Parents Being the Support System
Parents are enormously important in completing a science fair project. They provide moral support. In addition, they may be asked to provide space for doing experiments, transportation, skills like editing and listening, and even clothes for the science fair.
About Dr. Cadance Lowell
Dr. Cadance Lowell is a professor of biology at Central State University in the Department of Natural Sciences. Her duties include teaching botany, plant physiology, fundamentals of biology and maintaining the campus greenhouse. She received a B.S. in botany from Duke University, a M.S. in botany from the University of Florida, and a Ph.D. in horticulture from the University of Florida. She did post-doctoral work with the USDA in Peoria, IL as a biochemist before joining Central State University in 1989. Dr. Lowell is involved in community outreach as director of the Miami Valley Science and Engineering Fair, a regional science fair that brings over 500 students in grades 5-12 to the Central State campus each year, Seed2Bloom, a summer science experience for 5th graders and spring Plant Extravaganza now in its 24th year. She also is a STEM Advocate for Believe in Ohio, an entrepreneurial training program for high school students through the Ohio Academy of Science. Dr. Lowell maintains a research program in directed energy weed control and currently is a coPI with Dr. Augustus Morris (Manufacturing Engineering, CSU) on a NIFA grant titled, “Transition and Demonstration Capacity: Non-Chemical Technology Weed Disruption in Agriculture.” She is a consultant on an US Air Force SBIR Phase II contract with two local companies, Global Neighbor, Inc. and VOBOhio. Most recent publications and presentations deal with directed energy weed control, prairie grass pollution remediation and plant species shift in a natural area woodlot following an F5 tornado disturbance.

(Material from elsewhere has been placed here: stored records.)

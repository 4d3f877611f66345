//! Docker runtime
//!
//! Runs each tool call in a throwaway container whose entrypoint is this
//! binary in worker mode. The request goes in over the attached stdin and the
//! result comes back over the attached stdout.

use super::frames::parse_container_output;
use super::{run_context, ContainerConfig, ContainerRuntime, PrewarmRuntime};
use crate::services::sandbox::context::ExecContext;
use crate::services::sandbox::exceptions::{SandboxError, SandboxResult};
use crate::services::sandbox::protocol::{ExecutionRequest, ExecutionResult, WORKER_MODE_FLAG};
use crate::utils::string::stderr_excerpt;
use crate::utils::timeout::{with_timeout, TimeoutConfig};
use async_trait::async_trait;
use bollard::container::{
    AttachContainerOptions, AttachContainerResults, Config, CreateContainerOptions,
    ListContainersOptions, LogOutput, RemoveContainerOptions, StartContainerOptions,
    WaitContainerOptions,
};
use bollard::errors::Error as BollardError;
use bollard::models::HostConfig;
use bollard::Docker;
use futures::StreamExt;
use std::collections::HashMap;
use std::future::Future;
use std::sync::Arc;
use std::time::Instant;
use tokio::io::AsyncWriteExt;
use tokio::sync::oneshot;

// ============================================================================
// Constants
// ============================================================================

/// Label carried by every sandbox container
pub const SANDBOX_LABEL: &str = "tool-sandbox.managed";

/// Label naming the tool a container was created for
pub const TOOL_LABEL: &str = "tool-sandbox.tool";

/// Container name prefix
const CONTAINER_NAME_PREFIX: &str = "tool-sandbox";

/// CPU period the quota is measured against (100ms)
pub const DEFAULT_CPU_PERIOD: i64 = 100_000;

/// 128 + SIGKILL: how Docker reports a container killed for exceeding its memory
const OOM_EXIT_STATUS: i64 = 137;

/// Mount options for the scratch /tmp
const TMPFS_OPTIONS: &str = "rw,nosuid,size=64m";

// ============================================================================
// Docker Runtime
// ============================================================================

/// Docker-backed container runtime
pub struct DockerRuntime {
    /// Docker client
    docker: Docker,
    /// Side-operation timeouts
    timeouts: TimeoutConfig,
}

impl DockerRuntime {
    /// Create a client for the local daemon with default timeouts.
    ///
    /// This does not contact the daemon; use [`ContainerRuntime::is_available`].
    pub fn connect() -> SandboxResult<Self> {
        Self::with_timeouts(TimeoutConfig::default())
    }

    pub fn with_timeouts(timeouts: TimeoutConfig) -> SandboxResult<Self> {
        let docker = Docker::connect_with_local_defaults()
            .map_err(|e| SandboxError::RuntimeUnavailable(format!("docker: {}", e)))?;

        Ok(Self { docker, timeouts })
    }

    /// Get Docker version info
    pub async fn version(&self) -> SandboxResult<String> {
        let version = self
            .docker
            .version()
            .await
            .map_err(|e| SandboxError::RuntimeUnavailable(format!("docker: {}", e)))?;

        Ok(format!(
            "Docker {} (API {})",
            version.version.unwrap_or_default(),
            version.api_version.unwrap_or_default()
        ))
    }

    // ========================================================================
    // Container Lifecycle
    // ========================================================================

    /// attach → start → write → close-write → read → wait
    async fn drive(&self, container_id: &str, config: &ContainerConfig) -> SandboxResult<ExecutionResult> {
        let tool = config.tool_name.as_str();

        let request = ExecutionRequest::new(tool, config.params.clone());
        let body = serde_json::to_vec(&request).map_err(|source| SandboxError::Encode {
            tool: tool.to_string(),
            source,
        })?;

        let options = AttachContainerOptions::<String> {
            stdin: Some(true),
            stdout: Some(true),
            stderr: Some(true),
            stream: Some(true),
            logs: Some(false),
            detach_keys: None,
        };
        let AttachContainerResults {
            mut output,
            mut input,
        } = self
            .docker
            .attach_container(container_id, Some(options))
            .await
            .map_err(docker_error(tool, "attach"))?;

        self.docker
            .start_container(container_id, None::<StartContainerOptions<String>>)
            .await
            .map_err(docker_error(tool, "start"))?;

        let io_error = |source| SandboxError::Io {
            tool: tool.to_string(),
            source,
        };
        input.write_all(&body).await.map_err(io_error)?;
        input.shutdown().await.map_err(io_error)?;
        drop(input);

        let mut stdout = Vec::new();
        let mut stderr = Vec::new();
        while let Some(chunk) = output.next().await {
            match chunk.map_err(docker_error(tool, "read"))? {
                LogOutput::StdOut { message } | LogOutput::Console { message } => {
                    stdout.extend_from_slice(&message);
                }
                LogOutput::StdErr { message } => {
                    stderr.extend_from_slice(&message);
                }
                LogOutput::StdIn { .. } => {}
            }
        }

        let status = self.wait_container(container_id, tool).await?;
        interpret_exit(tool, status, &stdout, &stderr)
    }

    /// Wait until the container is no longer running and return its exit status
    async fn wait_container(&self, container_id: &str, tool: &str) -> SandboxResult<i64> {
        let options = WaitContainerOptions {
            condition: "not-running",
        };
        let mut waits = Box::pin(self.docker.wait_container(container_id, Some(options)));

        match waits.next().await {
            Some(Ok(response)) => Ok(response.status_code),
            // Non-zero exits arrive as errors
            Some(Err(BollardError::DockerContainerWaitError { code, .. })) => Ok(code),
            Some(Err(e)) => Err(docker_error(tool, "wait")(e)),
            None => Err(SandboxError::WorkerFailed {
                tool: tool.to_string(),
                status: "unknown".to_string(),
                stderr: "container wait returned no status".to_string(),
            }),
        }
    }

    /// Force-remove a container
    async fn remove_container(&self, container_id: &str) -> Result<(), BollardError> {
        remove_container(&self.docker, container_id).await
    }

    /// Remove labelled sandbox containers in `scope`.
    ///
    /// [`SweepScope::Stopped`] is safe while calls are in flight.
    /// [`SweepScope::All`] also takes down running and pooled containers and
    /// is meant for recovery when no orchestrator is using the daemon.
    pub async fn sweep(&self, scope: SweepScope) -> SandboxResult<usize> {
        let mut filters = HashMap::new();
        filters.insert("label".to_string(), vec![format!("{}=true", SANDBOX_LABEL)]);

        let options = ListContainersOptions {
            all: true,
            filters,
            ..Default::default()
        };

        let containers = self
            .docker
            .list_containers(Some(options))
            .await
            .map_err(docker_error("*", "list"))?;

        let mut removed = 0;
        for container in containers {
            if !is_sweepable(scope, container.state.as_deref()) {
                continue;
            }
            let Some(id) = container.id else {
                continue;
            };
            match self.remove_container(&id).await {
                Ok(()) => removed += 1,
                Err(e) => {
                    tracing::warn!(container_id = %id, error = %e, "Failed to sweep sandbox container");
                }
            }
        }

        if removed > 0 {
            tracing::info!(removed, scope = ?scope, "Swept orphaned sandbox containers");
        }

        Ok(removed)
    }
}

#[async_trait]
impl ContainerRuntime for DockerRuntime {
    async fn run(&self, ctx: &ExecContext, config: &ContainerConfig) -> SandboxResult<ExecutionResult> {
        let ctx = run_context(ctx, config.timeout);
        if let Some(err) = ctx.err() {
            return Err(SandboxError::from_context(err, &config.tool_name));
        }

        let container_id = self.create_warm(&ctx, config).await?;
        self.run_in(&ctx, &container_id, config).await
    }

    /// Remove `container_id` and sweep stopped containers.
    ///
    /// An empty ID sweeps every labelled container instead.
    async fn cleanup(&self, ctx: &ExecContext, container_id: &str) -> SandboxResult<()> {
        let work = async {
            if container_id.is_empty() {
                return self.sweep(SweepScope::All).await.map(|_| ());
            }
            match self.remove_container(container_id).await {
                Ok(()) | Err(BollardError::DockerResponseServerError { status_code: 404, .. }) => {}
                Err(e) => return Err(docker_error("*", "remove")(e)),
            }
            self.sweep(SweepScope::Stopped).await.map(|_| ())
        };

        tokio::select! {
            result = work => result,
            err = ctx.done() => Err(SandboxError::Context(err)),
        }
    }

    async fn is_available(&self, ctx: &ExecContext) -> bool {
        tokio::select! {
            ping = with_timeout(self.timeouts.docker_ping_timeout, self.docker.ping()) => match ping {
                Ok(_) => true,
                Err(e) => {
                    tracing::debug!(error = %e, "Docker daemon not reachable");
                    false
                }
            },
            _ = ctx.done() => false,
        }
    }

    fn name(&self) -> &'static str {
        "docker"
    }
}

#[async_trait]
impl PrewarmRuntime for DockerRuntime {
    async fn create_warm(&self, ctx: &ExecContext, config: &ContainerConfig) -> SandboxResult<String> {
        if let Some(err) = ctx.err() {
            return Err(SandboxError::from_context(err, &config.tool_name));
        }

        let docker = self.docker.clone();
        let owned = config.clone();
        let mut pending = PendingCreate::spawn(
            async move { create_container(&docker, &owned).await },
            discard_with(self.docker.clone()),
        );

        // Losing the race drops `pending`, which removes the container once
        // its create call returns
        tokio::select! {
            created = pending.wait(&config.tool_name) => created,
            err = ctx.done() => Err(SandboxError::from_context(err, &config.tool_name)),
        }
    }

    async fn run_in(
        &self,
        ctx: &ExecContext,
        container_id: &str,
        config: &ContainerConfig,
    ) -> SandboxResult<ExecutionResult> {
        let tool = config.tool_name.as_str();
        let mut guard = ContainerGuard::new(self.docker.clone(), container_id);
        let ctx = run_context(ctx, config.timeout);
        let started = Instant::now();

        // Dropping the drive future releases the attach connection; the
        // guard or the explicit removal below takes the container down.
        let result = tokio::select! {
            result = self.drive(container_id, config) => result,
            err = ctx.done() => {
                tracing::warn!(tool, container_id, reason = %err, "Sandbox container aborted");
                Err(SandboxError::from_context(err, tool))
            }
        };

        guard.disarm();
        if let Err(e) = self.remove_container(container_id).await {
            tracing::warn!(tool, container_id, error = %e, "Failed to remove sandbox container");
        }

        tracing::debug!(
            tool,
            container_id,
            elapsed_ms = started.elapsed().as_millis() as u64,
            ok = result.is_ok(),
            "Sandbox container finished"
        );

        result
    }
}

// ============================================================================
// Helpers
// ============================================================================

/// Removes the container if the run is abandoned before cleanup
struct ContainerGuard {
    docker: Docker,
    container_id: String,
    armed: bool,
}

impl ContainerGuard {
    fn new(docker: Docker, container_id: &str) -> Self {
        Self {
            docker,
            container_id: container_id.to_string(),
            armed: true,
        }
    }

    fn disarm(&mut self) {
        self.armed = false;
    }
}

impl Drop for ContainerGuard {
    fn drop(&mut self) {
        if !self.armed {
            return;
        }
        spawn_removal(self.docker.clone(), std::mem::take(&mut self.container_id));
    }
}

/// Callback that takes ownership of a container nobody is waiting for
type Discard = Arc<dyn Fn(String) + Send + Sync>;

/// A container create call running on its own task.
///
/// The create request always runs to completion. Whoever stops waiting
/// first (the task, finding the receiver gone, or the drop of this handle,
/// finding an unread ID) hands the new container to `discard`.
struct PendingCreate {
    created: oneshot::Receiver<SandboxResult<String>>,
    discard: Discard,
}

Settling Upon the Right Project
It still has to be an idea that you find interesting or are even passionate about. Many of the students at this level have mentors. The students that have gone to the INTEL International Science and Engineering Fair from the fair I direct all worked with doctors, graduate students, or college professors. But it does not have to be working in a lab – winners this year from our fair talked to a doctor and did a statistical analysis of EKG’s. This led them to design computer software based around their results and a provisional patent.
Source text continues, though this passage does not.